Chattanooga, Tennessee Mayor Andy Berke acknowledges that his city isn’t one you’d automatically assume is a leader in broadband connectivity.
“Mid-sized Southern cities in the U.S. are not generally thought of as being ahead of the technological curve,” Berke said. “The Gig changed that.”
Previously best known for the song about its railroad, Chattanooga is becoming more known for its early creation and consumer adoption of a gigabit fiber optic network.
The actual creator of that network isn’t who you might think: it’s the city’s publicly-owned electrical utility, EPB. But why would a utility build a fiber network? The answer is simple: EPB uses the fiber for more than just Internet subscribers. The fiber network forms the backbone of EPB’s Smarter Grid, a series of networked sensors tied into the power grid that can automatically detect power interruptions, pinpoint the faulty equipment, and automatically reroute power to non-affected equipment nearly instantly.
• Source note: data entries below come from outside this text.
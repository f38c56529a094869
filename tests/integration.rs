//! End-to-end scenarios driving a real `CoordinatorServer` over TCP against
//! one or more `WorkerContext`s, using the local storage backend and the
//! built-in wordcount application.

use std::net::SocketAddr;
use std::time::Duration;

use tarpc::{client, context, tokio_serde::formats::Json};

use mapreduce_rs::mr::config::{JobConfig, Tuning};
use mapreduce_rs::mr::coordinator::{CoordinatorServer, ServerClient};
use mapreduce_rs::mr::function::load_app;
use mapreduce_rs::mr::storage::LocalStorage;
use mapreduce_rs::mr::types::TaskKind;
use mapreduce_rs::mr::worker::WorkerContext;

async fn start_coordinator(files: Vec<String>, n_reduce: usize, tuning: Tuning) -> (CoordinatorServer, SocketAddr) {
    let config = JobConfig {
        files,
        n_reduce,
        job_id: "it".to_string(),
        listen_addr: "127.0.0.1:0".parse().unwrap(),
        tuning,
    };
    let server = CoordinatorServer::bind(config).await.expect("bind coordinator");
    let addr = server.listen_addr();
    (server, addr)
}

async fn connect(addr: SocketAddr) -> ServerClient {
    let transport = tarpc::serde_transport::tcp::connect(addr, Json::default)
        .await
        .expect("connect to coordinator");
    ServerClient::new(client::Config::default(), transport).spawn()
}

fn wordcount_worker(client: ServerClient, root: &std::path::Path, tuning: Tuning) -> WorkerContext {
    let (map_fn, reduce_fn) = load_app("wordcount").unwrap();
    let storage = Box::new(LocalStorage::new(root));
    WorkerContext::new(client, storage, map_fn, reduce_fn, tuning)
}

#[tokio::test]
async fn single_input_word_count_end_to_end() {
    let tmp = tempfile::tempdir().unwrap();
    let input = tmp.path().join("in-0.txt");
    tokio::fs::write(&input, "a b a c b a").await.unwrap();

    let tuning = Tuning::default();
    let (server, addr) = start_coordinator(vec![input.to_string_lossy().to_string()], 1, tuning).await;

    let client = connect(addr).await;
    let worker = wordcount_worker(client, tmp.path(), tuning);
    worker.run().await.expect("worker run");

    assert!(server.done());
    server.stop();

    let job_dir = tmp.path().join(server.job_id());
    let output = tokio::fs::read_to_string(job_dir.join("output").join("mr-out-0"))
        .await
        .unwrap();
    let mut lines: Vec<&str> = output.lines().collect();
    lines.sort();
    assert_eq!(lines, vec!["a 3", "b 2", "c 1"]);
}

#[tokio::test]
async fn two_inputs_two_reduces_partition_correctly() {
    let tmp = tempfile::tempdir().unwrap();
    let in0 = tmp.path().join("in-0.txt");
    let in1 = tmp.path().join("in-1.txt");
    tokio::fs::write(&in0, "alpha beta alpha").await.unwrap();
    tokio::fs::write(&in1, "beta gamma beta").await.unwrap();

    let tuning = Tuning::default();
    let (server, addr) = start_coordinator(
        vec![in0.to_string_lossy().to_string(), in1.to_string_lossy().to_string()],
        2,
        tuning,
    )
    .await;

    let client = connect(addr).await;
    let worker = wordcount_worker(client, tmp.path(), tuning);
    worker.run().await.expect("worker run");

    assert!(server.done());

    let job_dir = tmp.path().join(server.job_id());
    let mut combined = String::new();
    for r in 0..2 {
        combined.push_str(
            &tokio::fs::read_to_string(job_dir.join("output").join(format!("mr-out-{r}")))
                .await
                .unwrap(),
        );
    }
    let mut lines: Vec<&str> = combined.lines().collect();
    lines.sort();
    assert_eq!(lines, vec!["alpha 2", "beta 3", "gamma 1"]);
}

#[tokio::test]
async fn stalled_map_task_is_reassigned_to_a_second_worker() {
    let tmp = tempfile::tempdir().unwrap();
    let input = tmp.path().join("in-0.txt");
    tokio::fs::write(&input, "x y z").await.unwrap();

    let tuning = Tuning {
        map_task_timeout: Duration::from_millis(20),
        worker_idle_wait: Duration::from_millis(5),
        ..Tuning::default()
    };
    let (server, addr) = start_coordinator(vec![input.to_string_lossy().to_string()], 1, tuning).await;

    // Worker A claims the map task directly via the RPC surface, then
    // "crashes" (drops its client) without ever reporting it done.
    {
        let client_a = connect(addr).await;
        let reply = client_a.get_task(context::current()).await.unwrap().unwrap();
        assert_eq!(reply.kind, mapreduce_rs::mr::types::ReplyKind::Map);
    }

    tokio::time::sleep(Duration::from_millis(40)).await;

    // Worker B polls past the reclaim window and should receive the same
    // map task id, then carry the whole job to completion.
    let client_b = connect(addr).await;
    let worker_b = wordcount_worker(client_b, tmp.path(), tuning);
    worker_b.run().await.expect("worker b run");

    assert!(server.done());
}

#[tokio::test]
async fn duplicate_and_late_report_task_done_are_absorbed() {
    let tmp = tempfile::tempdir().unwrap();
    let input = tmp.path().join("in-0.txt");
    tokio::fs::write(&input, "only one line").await.unwrap();

    let tuning = Tuning::default();
    let (server, addr) = start_coordinator(vec![input.to_string_lossy().to_string()], 1, tuning).await;
    let client = connect(addr).await;

    let reply = client.get_task(context::current()).await.unwrap().unwrap();
    let map_id = reply.map_task.unwrap().id;

    client
        .report_task_done(context::current(), TaskKind::Map, map_id)
        .await
        .unwrap()
        .unwrap();
    // Duplicate report for the same task must not error and must not
    // double-count toward phase advancement.
    client
        .report_task_done(context::current(), TaskKind::Map, map_id)
        .await
        .unwrap()
        .unwrap();

    let reduce_reply = client.get_task(context::current()).await.unwrap().unwrap();
    assert_eq!(reduce_reply.kind, mapreduce_rs::mr::types::ReplyKind::Reduce);
    let reduce_id = reduce_reply.reduce_task.unwrap().id;
    client
        .report_task_done(context::current(), TaskKind::Reduce, reduce_id)
        .await
        .unwrap()
        .unwrap();

    assert!(server.done());
    server.stop();
}

#[tokio::test]
async fn done_phase_serves_exit_and_stop_is_idempotent() {
    let tmp = tempfile::tempdir().unwrap();
    let input = tmp.path().join("in-0.txt");
    tokio::fs::write(&input, "solo").await.unwrap();

    let tuning = Tuning::default();
    let (server, addr) = start_coordinator(vec![input.to_string_lossy().to_string()], 1, tuning).await;
    let client = connect(addr).await;
    let worker = wordcount_worker(client, tmp.path(), tuning);
    worker.run().await.expect("worker run");

    assert!(server.done());

    let probe = connect(addr).await;
    let reply = probe.get_task(context::current()).await.unwrap().unwrap();
    assert_eq!(reply.kind, mapreduce_rs::mr::types::ReplyKind::Exit);

    server.stop();
    server.stop(); // idempotent, must not panic
}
If Chattanooga were the only community interested in a municipal utility-based Internet provider, this information would be nothing more than an interesting bit of trivia. But other communities large and small, from Boston to Santa Monica, are very interested in what EPB and Chattanooga have done. EPB has been vocal in advocating the advantages of the Smarter Grid to other communities, advising them in creation of their own fiber-supported electrical grids. Chattanooga is a model for and member of Next Century Cities, a group of more than 30 communities dedicated to improving the availability of gigabit Internet.
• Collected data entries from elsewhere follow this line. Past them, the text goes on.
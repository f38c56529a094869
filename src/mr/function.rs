//! User-supplied map/reduce applications.
//!
//! Dynamic loading of user code is out of scope for the core (see
//! spec Non-goals); `--app <name>` selects from this small built-in
//! registry instead of loading a shared object.

use crate::mr::types::KeyValue;

pub type MapFn = fn(&str, &str) -> Vec<KeyValue>;
pub type ReduceFn = fn(&str, &[String]) -> String;

/// Classic word-count: one `(word, "1")` pair per token, reduced by count.
pub mod wordcount {
    use super::KeyValue;

    pub fn map(_input_name: &str, content: &str) -> Vec<KeyValue> {
        content
            .split_whitespace()
            .map(|word| KeyValue::new(word, "1"))
            .collect()
    }

    pub fn reduce(_key: &str, values: &[String]) -> String {
        values.len().to_string()
    }
}

/// Resolves an `--app` name to its map/reduce function pair.
pub fn load_app(name: &str) -> Option<(MapFn, ReduceFn)> {
    match name {
        "wordcount" | "wc" => Some((wordcount::map as MapFn, wordcount::reduce as ReduceFn)),
        _ => None,
    }
}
Increasing the availability of high-speed Internet access does more than just let residents download games faster or stream movies smoother. It’s a useful tool for attracting new businesses, as Chattanooga has shown. Volkswagen, Amazon, and many smaller tech startups now have a presence in the city, bringing jobs and stimulating the economy. Naturally, other members of Next Century Cities wish to replicate this success.
But some feel government should stay out of the Internet business, and it’s true that some such government efforts have failed. Groton, Connecticut, owned phone and Internet provider Thames Valley Communications; budget problems forced the city to sell TVC for a $34.5 million loss. St. Cloud, Florida was one of the first cities in the nation to offer free citywide Wi-Fi access, which it had to suspend for budgetary reasons. And other critics point to foreign governments shutting down Internet access in the face of protests, and fear the potential for a similar denial of access in our own country.
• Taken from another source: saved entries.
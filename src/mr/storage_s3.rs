use std::sync::Arc;

use async_trait::async_trait;
use aws_sdk_s3::primitives::ByteStream;
use aws_sdk_s3::Client;
use tokio::sync::Semaphore;

use crate::mr::error::MrError;
use crate::mr::storage::Storage;
use crate::mr::types::KeyValue;

/// S3-backed storage. Reads inputs from a configured input prefix and
/// publishes intermediates/outputs under `jobs/<jobId>/...`.
///
/// `PutObject` is a single atomic operation in S3, so no temp-then-rename
/// dance is needed the way local storage requires. Per-bucket fan-out on
/// `write_intermediate`/`read_intermediate_for_reduce` is bounded by a
/// semaphore sized to `StorageMaxConcurrency`.
pub struct S3Storage {
    client: Client,
    bucket: String,
    input_prefix: String,
    job_id: String,
    semaphore: Arc<Semaphore>,
}

impl S3Storage {
    pub async fn new(bucket: String, input_prefix: String, max_concurrency: usize) -> Result<Self, MrError> {
        let config = aws_config::load_from_env().await;
        let client = Client::new(&config);
        let input_prefix = normalize_prefix(input_prefix);
        Ok(Self {
            client,
            bucket,
            input_prefix,
            job_id: String::new(),
            semaphore: Arc::new(Semaphore::new(max_concurrency.max(1))),
        })
    }

    fn intermediate_key(&self, map_id: i64, reduce_id: i64) -> String {
        format!("jobs/{}/intermediate/mr-{}-{}.txt", self.job_id, map_id, reduce_id)
    }

    fn output_key(&self, reduce_id: i64) -> String {
        format!("jobs/{}/output/mr-out-{}.txt", self.job_id, reduce_id)
    }
}

fn normalize_prefix(mut prefix: String) -> String {
    if !prefix.is_empty() && !prefix.ends_with('/') {
        prefix.push('/');
    }
    prefix
}

fn encode_records(records: &[KeyValue]) -> Result<Vec<u8>, MrError> {
    let mut buf = Vec::new();
    for kv in records {
        serde_json::to_writer(&mut buf, kv)
            .map_err(|e| MrError::StorageIOFailure(format!("encode record: {e}")))?;
        buf.push(b'\n');
    }
    Ok(buf)
}

fn decode_records(bytes: &[u8]) -> Result<Vec<KeyValue>, MrError> {
    std::str::from_utf8(bytes)
        .map_err(|e| MrError::StorageIOFailure(format!("non-utf8 intermediate: {e}")))?
        .lines()
        .filter(|line| !line.is_empty())
        .map(|line| {
            serde_json::from_str(line)
                .map_err(|e| MrError::StorageIOFailure(format!("decode record: {e}")))
        })
        .collect()
}

#[async_trait]
impl Storage for S3Storage {
    fn set_job(&mut self, job_id: &str) {
        self.job_id = job_id.to_string();
    }

    async fn read_input(&self, name: &str) -> Result<String, MrError> {
        let key = format!("{}{}", self.input_prefix, name);
        let out = self
            .client
            .get_object()
            .bucket(&self.bucket)
            .key(&key)
            .send()
            .await
            .map_err(|e| MrError::StorageIOFailure(format!("get s3://{}/{key}: {e}", self.bucket)))?;
        let bytes = out
            .body
            .collect()
            .await
            .map_err(|e| MrError::StorageIOFailure(format!("read body of {key}: {e}")))?
            .into_bytes();
        String::from_utf8(bytes.to_vec())
            .map_err(|e| MrError::StorageIOFailure(format!("non-utf8 input {key}: {e}")))
    }

    async fn write_intermediate(
        &self,
        map_id: i64,
        n_reduce: i64,
        buckets: Vec<Vec<KeyValue>>,
    ) -> Result<(), MrError> {
        let puts = (0..n_reduce as usize).map(|r| {
            let client = self.client.clone();
            let bucket = self.bucket.clone();
            let key = self.intermediate_key(map_id, r as i64);
            let semaphore = Arc::clone(&self.semaphore);
            let body = encode_records(&buckets[r]);
            async move {
                let body = body?;
                let _permit = semaphore
                    .acquire()
                    .await
                    .map_err(|e| MrError::StorageIOFailure(format!("semaphore closed: {e}")))?;
                client
                    .put_object()
                    .bucket(&bucket)
                    .key(&key)
                    .body(ByteStream::from(body))
                    .send()
                    .await
                    .map_err(|e| MrError::StorageIOFailure(format!("put s3://{bucket}/{key}: {e}")))?;
                Ok::<(), MrError>(())
            }
        });
        futures::future::try_join_all(puts).await?;
        Ok(())
    }

    async fn read_intermediate_for_reduce(
        &self,
        reduce_id: i64,
        n_maps: i64,
    ) -> Result<Vec<KeyValue>, MrError> {
        let gets = (0..n_maps).map(|m| {
            let client = self.client.clone();
            let bucket = self.bucket.clone();
            let key = self.intermediate_key(m, reduce_id);
            let semaphore = Arc::clone(&self.semaphore);
            async move {
                let _permit = semaphore
                    .acquire()
                    .await
                    .map_err(|e| MrError::StorageIOFailure(format!("semaphore closed: {e}")))?;
                match client.get_object().bucket(&bucket).key(&key).send().await {
                    Ok(out) => {
                        let bytes = out
                            .body
                            .collect()
                            .await
                            .map_err(|e| MrError::StorageIOFailure(format!("read body of {key}: {e}")))?
                            .into_bytes();
                        decode_records(&bytes)
                    }
                    Err(e) if is_not_found(&e) => Ok(Vec::new()),
                    Err(e) => Err(MrError::StorageIOFailure(format!(
                        "get s3://{bucket}/{key}: {e}"
                    ))),
                }
            }
        });
        let per_map = futures::future::try_join_all(gets).await?;
        Ok(per_map.into_iter().flatten().collect())
    }

    async fn write_output(&self, reduce_id: i64, kvs: Vec<(String, String)>) -> Result<(), MrError> {
        let mut buf = Vec::new();
        for (key, value) in &kvs {
            buf.extend_from_slice(key.as_bytes());
            buf.push(b' ');
            buf.extend_from_slice(value.as_bytes());
            buf.push(b'\n');
        }
        let key = self.output_key(reduce_id);
        self.client
            .put_object()
            .bucket(&self.bucket)
            .key(&key)
            .body(ByteStream::from(buf))
            .send()
            .await
            .map_err(|e| MrError::StorageIOFailure(format!("put s3://{}/{key}: {e}", self.bucket)))?;
        Ok(())
    }
}

fn is_not_found<E>(err: &aws_sdk_s3::error::SdkError<E>) -> bool
where
    E: std::fmt::Debug,
{
    // NoSuchKey is the only benign "missing partition" case; anything else
    // (auth failure, network error, bucket policy) is a real StorageIOFailure.
    matches!(
        err,
        aws_sdk_s3::error::SdkError::ServiceError(service_err)
            if format!("{:?}", service_err.err()).contains("NoSuchKey")
    )
}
As a result of these concerns, some communities face legal challenges to providing high-speed Internet to their residents. In Tennessee, for example, only cities that own their electric utility may provide Internet access. But as the members of New Century Cities indicate, there is significant interest all across the country in municipally-provided high-speed Internet. Would you support your community creating a publicly-owned high-speed network?